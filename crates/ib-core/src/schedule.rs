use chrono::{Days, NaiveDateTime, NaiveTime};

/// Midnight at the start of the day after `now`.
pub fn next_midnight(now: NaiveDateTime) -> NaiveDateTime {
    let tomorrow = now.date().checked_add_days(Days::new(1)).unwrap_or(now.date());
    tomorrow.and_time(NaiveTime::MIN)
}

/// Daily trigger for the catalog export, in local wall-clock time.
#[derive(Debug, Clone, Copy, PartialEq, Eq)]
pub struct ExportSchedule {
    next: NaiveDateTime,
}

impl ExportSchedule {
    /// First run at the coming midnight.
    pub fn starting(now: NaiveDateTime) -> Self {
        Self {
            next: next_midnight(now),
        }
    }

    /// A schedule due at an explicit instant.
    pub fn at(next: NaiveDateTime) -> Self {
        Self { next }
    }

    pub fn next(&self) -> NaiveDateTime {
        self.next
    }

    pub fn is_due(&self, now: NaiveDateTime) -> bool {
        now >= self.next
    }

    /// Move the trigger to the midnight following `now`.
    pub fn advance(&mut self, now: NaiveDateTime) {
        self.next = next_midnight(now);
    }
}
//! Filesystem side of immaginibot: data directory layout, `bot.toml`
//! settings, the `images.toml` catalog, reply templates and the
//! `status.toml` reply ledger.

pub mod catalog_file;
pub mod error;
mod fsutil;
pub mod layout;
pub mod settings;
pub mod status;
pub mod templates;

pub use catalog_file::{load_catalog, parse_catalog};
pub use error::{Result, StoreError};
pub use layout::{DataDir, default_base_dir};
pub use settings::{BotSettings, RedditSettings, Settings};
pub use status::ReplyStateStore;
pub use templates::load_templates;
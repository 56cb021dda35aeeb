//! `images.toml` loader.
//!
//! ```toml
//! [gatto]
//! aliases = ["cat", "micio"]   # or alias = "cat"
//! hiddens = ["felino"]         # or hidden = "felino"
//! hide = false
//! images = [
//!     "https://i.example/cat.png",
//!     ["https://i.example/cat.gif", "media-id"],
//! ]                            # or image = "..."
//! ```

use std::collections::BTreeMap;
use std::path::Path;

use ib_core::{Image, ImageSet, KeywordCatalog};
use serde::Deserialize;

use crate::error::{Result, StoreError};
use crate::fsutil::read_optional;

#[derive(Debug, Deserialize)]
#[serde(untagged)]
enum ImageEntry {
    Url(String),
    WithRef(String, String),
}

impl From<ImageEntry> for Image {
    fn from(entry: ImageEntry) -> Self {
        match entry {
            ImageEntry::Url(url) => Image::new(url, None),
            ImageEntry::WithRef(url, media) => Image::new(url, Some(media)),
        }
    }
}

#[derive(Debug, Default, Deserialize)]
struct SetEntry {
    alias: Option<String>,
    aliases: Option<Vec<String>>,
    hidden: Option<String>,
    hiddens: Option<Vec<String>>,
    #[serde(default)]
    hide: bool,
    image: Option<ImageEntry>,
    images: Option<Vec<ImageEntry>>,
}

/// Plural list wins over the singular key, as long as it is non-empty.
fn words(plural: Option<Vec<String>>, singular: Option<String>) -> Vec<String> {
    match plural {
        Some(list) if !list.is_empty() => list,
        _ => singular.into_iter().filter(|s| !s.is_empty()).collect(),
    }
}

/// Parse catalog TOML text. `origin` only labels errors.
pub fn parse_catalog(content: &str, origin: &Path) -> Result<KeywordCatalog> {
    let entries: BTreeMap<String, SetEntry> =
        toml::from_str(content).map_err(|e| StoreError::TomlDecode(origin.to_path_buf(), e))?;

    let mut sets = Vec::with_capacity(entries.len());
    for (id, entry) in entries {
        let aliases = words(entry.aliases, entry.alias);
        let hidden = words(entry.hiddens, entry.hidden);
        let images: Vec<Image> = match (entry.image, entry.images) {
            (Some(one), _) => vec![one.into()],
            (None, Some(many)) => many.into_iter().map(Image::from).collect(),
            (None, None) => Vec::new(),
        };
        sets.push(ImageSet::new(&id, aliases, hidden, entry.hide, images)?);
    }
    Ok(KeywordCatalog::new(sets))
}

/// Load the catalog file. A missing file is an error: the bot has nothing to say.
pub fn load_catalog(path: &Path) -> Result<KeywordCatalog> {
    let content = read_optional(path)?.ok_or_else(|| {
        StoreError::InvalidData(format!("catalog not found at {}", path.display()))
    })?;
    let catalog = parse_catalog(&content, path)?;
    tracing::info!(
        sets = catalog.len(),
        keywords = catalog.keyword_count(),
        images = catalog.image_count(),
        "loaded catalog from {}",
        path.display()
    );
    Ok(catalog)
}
**********
## DIRECTIONS FOR THIS TASK
The answer must consist of every entry, set down exactly as given.

## PROBLEM SOLUTION
filename crates/ib-core/src/schedule.rs
use chrono::{Days, NaiveDateTime, NaiveTime};

/// Midnight at the start of the day after `now`.
pub fn next_midnight(now: NaiveDateTime) -> NaiveDateTime {
    let tomorrow = now.date().checked_add_days(Days::new(1)).unwrap_or(now.date());
    tomorrow.and_time(NaiveTime::MIN)
}

/// Daily trigger for the catalog export, in local wall-clock time.
#[derive(Debug, Clone, Copy, PartialEq, Eq)]
pub struct ExportSchedule {
    next: NaiveDateTime,
}

impl ExportSchedule {
    /// First run at the coming midnight.
    pub fn starting(now: NaiveDateTime) -> Self {
        Self {
            next: next_midnight(now),
        }
    }

    /// A schedule due at an explicit instant.
    pub fn at(next: NaiveDateTime) -> Self {
        Self { next }
    }

    pub fn next(&self) -> NaiveDateTime {
        self.next
    }

    pub fn is_due(&self, now: NaiveDateTime) -> bool {
        now >= self.next
    }

    /// Move the trigger to the midnight following `now`.
    pub fn advance(&mut self, now: NaiveDateTime) {
        self.next = next_midnight(now);
    }
}
//! Filesystem side of immaginibot: data directory layout, `bot.toml`
//! settings, the `images.toml` catalog, reply templates and the
//! `status.toml` reply ledger.

pub mod catalog_file;
pub mod error;
mod fsutil;
pub mod layout;
pub mod settings;
pub mod status;
pub mod templates;

pub use catalog_file::{load_catalog, parse_catalog};
pub use error::{Result, StoreError};
pub use layout::{DataDir, default_base_dir};
pub use settings::{BotSettings, RedditSettings, Settings};
pub use status::ReplyStateStore;
pub use templates::load_templates;
repository 56cb021dda35aeeb
//! `images.toml` loader.
//!
//! ```toml
//! [gatto]
//! aliases = ["cat", "micio"]   # or alias = "cat"
//! hiddens = ["felino"]         # or hidden = "felino"
//! hide = false
//! images = [
//!     "https://i.example/cat.png",
//!     ["https://i.example/cat.gif", "media-id"],
//! ]                            # or image = "..."
//! ```

use std::collections::BTreeMap;
use std::path::Path;

use ib_core::{Image, ImageSet, KeywordCatalog};
use serde::Deserialize;

use crate::error::{Result, StoreError};
use crate::fsutil::read_optional;

#[derive(Debug, Deserialize)]
#[serde(untagged)]
enum ImageEntry {
    Url(String),
    WithRef(String, String),
}

impl From<ImageEntry> for Image {
    fn from(entry: ImageEntry) -> Self {
        match entry {
            ImageEntry::Url(url) => Image::new(url, None),
            ImageEntry::WithRef(url, media) => Image::new(url, Some(media)),
        }
    }
}

#[derive(Debug, Default, Deserialize)]
struct SetEntry {
    alias: Option<String>,
    aliases: Option<Vec<String>>,
    hidden: Option<String>,
    hiddens: Option<Vec<String>>,
    #[serde(default)]
    hide: bool,
    image: Option<ImageEntry>,
    images: Option<Vec<ImageEntry>>,
}

/// Plural list wins over the singular key, as long as it is non-empty.
fn words(plural: Option<Vec<String>>, singular: Option<String>) -> Vec<String> {
    match plural {
        Some(list) if !list.is_empty() => list,
        _ => singular.into_iter().filter(|s| !s.is_empty()).collect(),
    }
}

/// Parse catalog TOML text. `origin` only labels errors.
pub fn parse_catalog(content: &str, origin: &Path) -> Result<KeywordCatalog> {
    let entries: BTreeMap<String, SetEntry> =
        toml::from_str(content).map_err(|e| StoreError::TomlDecode(origin.to_path_buf(), e))?;

    let mut sets = Vec::with_capacity(entries.len());
    for (id, entry) in entries {
        let aliases = words(entry.aliases, entry.alias);
        let hidden = words(entry.hiddens, entry.hidden);
        let images: Vec<Image> = match (entry.image, entry.images) {
            (Some(one), _) => vec![one.into()],
            (None, Some(many)) => many.into_iter().map(Image::from).collect(),
            (None, None) => Vec::new(),
        };
        sets.push(ImageSet::new(&id, aliases, hidden, entry.hide, images)?);
    }
    Ok(KeywordCatalog::new(sets))
}

/// Load the catalog file. A missing file is an error: the bot has nothing to say.
pub fn load_catalog(path: &Path) -> Result<KeywordCatalog> {
    let content = read_optional(path)?.ok_or_else(|| {
        StoreError::InvalidData(format!("catalog not found at {}", path.display()))
    })?;
    let catalog = parse_catalog(&content, path)?;
    tracing::info!(
        sets = catalog.len(),
        keywords = catalog.keyword_count(),
        images = catalog.image_count(),
        "loaded catalog from {}",
        path.display()
    );
    Ok(catalog)
}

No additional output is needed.